Or should I say, my father's Ariel--
But you will come if I sing out for you,
Is that not so?
ARIEL. Call that a song, my little mistress?
Come, come, I've heard you sing a sweeter tune!
Went it not so?
[Sings, as birds]
MIR. O, Ariel, Ariel!
You know I cannot sing as you do!
You smile at me, you jest.
ARIEL. I'faith, my gentle miss,
I smile to see you smile, that is all.
It gives your father ease when you are happy.
MIR. Is that why you are dogging at my heels?
My father set you here to watch?
No, Ariel, stay, stay! I am not angry.
But pray you, Ariel, do not tell him we
Came out this far from home.
He keeps me so close, still, as if I were a babe,
And I am fully twelve years old.
ARIEL. Nay! Are you grown so agéd, little chick?
I thought your hair grew white, like your sire's.
Come, let's away and back--
MIR. I pray you, Ariel, do not tell him.
Let this grove be my own, and mine alone.
Please you, Ariel.
Speak not a word to him.
ARIEL. Silent as breath I'll be, my gentle mistress.

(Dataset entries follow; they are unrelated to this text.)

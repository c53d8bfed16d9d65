//! Per-call parser state supplied by the host.
//!
//! A [`ParserContext`] says where a docblock came from (its description is
//! quoted in every error), which code element it sits on, how short names
//! resolve, and which names are silently skipped.

use std::collections::{HashMap, HashSet};

use crate::config::ConfigError;
use crate::target::Target;

/// Pseudo-alias that maps to the enclosing namespace of the documented code.
pub const NAMESPACE_ALIAS: &str = "__NAMESPACE__";

/// Tag names that show up in ordinary documentation and are never treated
/// as annotations.
pub const STANDARD_IGNORED_NAMES: &[&str] = &[
    // annotation meta data
    "Annotation",
    "Attribute",
    "Attributes",
    "Required",
    "Target",
    "NamedArgumentConstructor",
    // widely used tags
    "fix",
    "fixme",
    "override",
    // documentation tags
    "abstract",
    "access",
    "code",
    "deprec",
    "endcode",
    "exception",
    "final",
    "ingroup",
    "inheritdoc",
    "inheritDoc",
    "magic",
    "name",
    "toc",
    "tutorial",
    "private",
    "static",
    "staticvar",
    "staticVar",
    "throw",
    "api",
    "author",
    "category",
    "copyright",
    "deprecated",
    "example",
    "filesource",
    "global",
    "ignore",
    "internal",
    "license",
    "link",
    "method",
    "package",
    "param",
    "property",
    "return",
    "see",
    "since",
    "source",
    "subpackage",
    "throws",
    "todo",
    "TODO",
    "usedby",
    "uses",
    "var",
    "version",
    // static analysers
    "codeCoverageIgnore",
    "codeCoverageIgnoreStart",
    "codeCoverageIgnoreEnd",
    "SuppressWarnings",
    "noinspection",
    "package_version",
    "suppress",
    "template",
    "extends",
    "implements",
    // test frameworks
    "after",
    "afterClass",
    "backupGlobals",
    "backupStaticAttributes",
    "before",
    "beforeClass",
    "covers",
    "coversDefaultClass",
    "coversNothing",
    "dataProvider",
    "depends",
    "doesNotPerformAssertions",
    "expectedException",
    "expectedExceptionCode",
    "expectedExceptionMessage",
    "expectedExceptionMessageRegExp",
    "group",
    "large",
    "medium",
    "preserveGlobalState",
    "requires",
    "runTestsInSeparateProcesses",
    "runInSeparateProcess",
    "small",
    "test",
    "testdox",
    "testWith",
    "ticket",
    "uses",
];

/// Alias table of `use` statements, keyed by lowercased alias.
#[derive(Debug, Clone, Default, PartialEq)]
pub struct ImportTable {
    entries: HashMap<String, String>,
}

impl ImportTable {
    pub fn new() -> Self {
        Self::default()
    }

    pub fn insert(&mut self, alias: &str, type_name: impl Into<String>) {
        let key = if alias == NAMESPACE_ALIAS {
            alias.to_string()
        } else {
            alias.to_ascii_lowercase()
        };
        self.entries.insert(key, type_name.into());
    }

    pub fn with(mut self, alias: &str, type_name: impl Into<String>) -> Self {
        self.insert(alias, type_name);
        self
    }

    pub fn get(&self, alias: &str) -> Option<&str> {
        self.entries
            .get(&alias.to_ascii_lowercase())
            .map(String::as_str)
    }

    /// Fallback namespace registered under [`NAMESPACE_ALIAS`].
    pub fn namespace(&self) -> Option<&str> {
        self.entries.get(NAMESPACE_ALIAS).map(String::as_str)
    }

    pub fn len(&self) -> usize {
        self.entries.len()
    }

    pub fn is_empty(&self) -> bool {
        self.entries.is_empty()
    }
}

/// How short annotation names turn into fully-qualified ones.
#[derive(Debug, Clone, PartialEq)]
pub enum NameResolution {
    /// Aliases from `use` statements plus an optional fallback namespace.
    Imports(ImportTable),
    /// Each namespace is tried in order as a prefix.
    Namespaces(Vec<String>),
}

impl Default for NameResolution {
    fn default() -> Self {
        NameResolution::Imports(ImportTable::new())
    }
}

#[derive(Debug, Clone, PartialEq)]
pub struct ParserContext {
    description: String,
    target: Target,
    resolution: NameResolution,
    ignored_names: HashSet<String>,
    ignored_namespaces: Vec<String>,
    ignore_not_imported: bool,
}

impl Default for ParserContext {
    fn default() -> Self {
        Self::new("")
    }
}

impl ParserContext {
    /// `description` is quoted in error messages, e.g. `class App\Controller`.
    /// The target starts empty, which disables target checks.
    pub fn new(description: impl Into<String>) -> Self {
        Self {
            description: description.into(),
            target: Target::empty(),
            resolution: NameResolution::default(),
            ignored_names: HashSet::new(),
            ignored_namespaces: Vec::new(),
            ignore_not_imported: false,
        }
    }

    pub fn with_target(mut self, target: Target) -> Self {
        self.target = target;
        self
    }

    pub fn with_description(mut self, description: impl Into<String>) -> Self {
        self.description = description.into();
        self
    }

    /// Registers one import. Fails once default namespaces are configured.
    pub fn with_import(
        mut self,
        alias: &str,
        type_name: impl Into<String>,
    ) -> Result<Self, ConfigError> {
        self.imports_mut()?.insert(alias, type_name);
        Ok(self)
    }

    /// Replaces the whole import table.
    pub fn with_imports(mut self, imports: ImportTable) -> Result<Self, ConfigError> {
        self.imports_mut()?;
        self.resolution = NameResolution::Imports(imports);
        Ok(self)
    }

    /// Namespace tried after imports for names without a matching alias.
    pub fn with_namespace_fallback(self, namespace: impl Into<String>) -> Result<Self, ConfigError> {
        self.with_import(NAMESPACE_ALIAS, namespace)
    }

    /// Adds a namespace tried as a prefix for every short name. Fails once
    /// imports are configured.
    pub fn with_default_namespace(
        mut self,
        namespace: impl Into<String>,
    ) -> Result<Self, ConfigError> {
        let switch = match &self.resolution {
            NameResolution::Imports(table) if !table.is_empty() => {
                return Err(ConfigError::MixedResolution);
            }
            NameResolution::Imports(_) => true,
            NameResolution::Namespaces(_) => false,
        };
        if switch {
            self.resolution = NameResolution::Namespaces(Vec::new());
        }
        if let NameResolution::Namespaces(list) = &mut self.resolution {
            list.push(namespace.into());
        }
        Ok(self)
    }

    pub fn with_ignored_name(mut self, name: impl Into<String>) -> Self {
        self.ignored_names.insert(name.into());
        self
    }

    pub fn with_ignored_names<I, S>(mut self, names: I) -> Self
    where
        I: IntoIterator<Item = S>,
        S: Into<String>,
    {
        self.ignored_names.extend(names.into_iter().map(Into::into));
        self
    }

    /// Every name under `namespace` is skipped, matched case-insensitively.
    pub fn with_ignored_namespace(mut self, namespace: impl Into<String>) -> Self {
        self.ignored_namespaces.push(namespace.into());
        self
    }

    pub fn with_standard_ignores(self) -> Self {
        self.with_ignored_names(STANDARD_IGNORED_NAMES.iter().copied())
    }

    /// Skip unresolvable names instead of failing.
    pub fn ignore_not_imported(mut self, ignore: bool) -> Self {
        self.ignore_not_imported = ignore;
        self
    }

    fn imports_mut(&mut self) -> Result<&mut ImportTable, ConfigError> {
        let switch = match &self.resolution {
            NameResolution::Namespaces(list) if !list.is_empty() => {
                return Err(ConfigError::MixedResolution);
            }
            NameResolution::Namespaces(_) => true,
            NameResolution::Imports(_) => false,
        };
        if switch {
            self.resolution = NameResolution::default();
        }
        match &mut self.resolution {
            NameResolution::Imports(table) => Ok(table),
            NameResolution::Namespaces(_) => Err(ConfigError::MixedResolution),
        }
    }

    pub fn description(&self) -> &str {
        &self.description
    }

    pub fn target(&self) -> Target {
        self.target
    }

    pub fn resolution(&self) -> &NameResolution {
        &self.resolution
    }

    pub fn ignores_not_imported(&self) -> bool {
        self.ignore_not_imported
    }

    /// Exact match against the ignored-name set.
    pub fn is_ignored_name(&self, name: &str) -> bool {
        self.ignored_names.contains(name)
    }

    /// Whether an unresolved name should be skipped rather than reported.
    pub fn is_ignored(&self, name: &str) -> bool {
        if self.ignore_not_imported || self.is_ignored_name(name) {
            return true;
        }

        let lowered = format!("{}\\", name.trim_end_matches('\\')).to_ascii_lowercase();
        self.ignored_namespaces.iter().any(|namespace| {
            let prefix = format!("{}\\", namespace.trim_end_matches('\\')).to_ascii_lowercase();
            lowered.starts_with(&prefix)
        })
    }
}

In Milliways, a slim, translucent figure sits cross-legged on the table of a booth. Lying on the table beside her -- it? him? -- is a chain of flowers, looking a little crumpled but still bright.
Ariel thinks perhaps she should not let Prospero see it. Perhaps it should stay here. But before she has to leave it anywhere, she likes to look at it.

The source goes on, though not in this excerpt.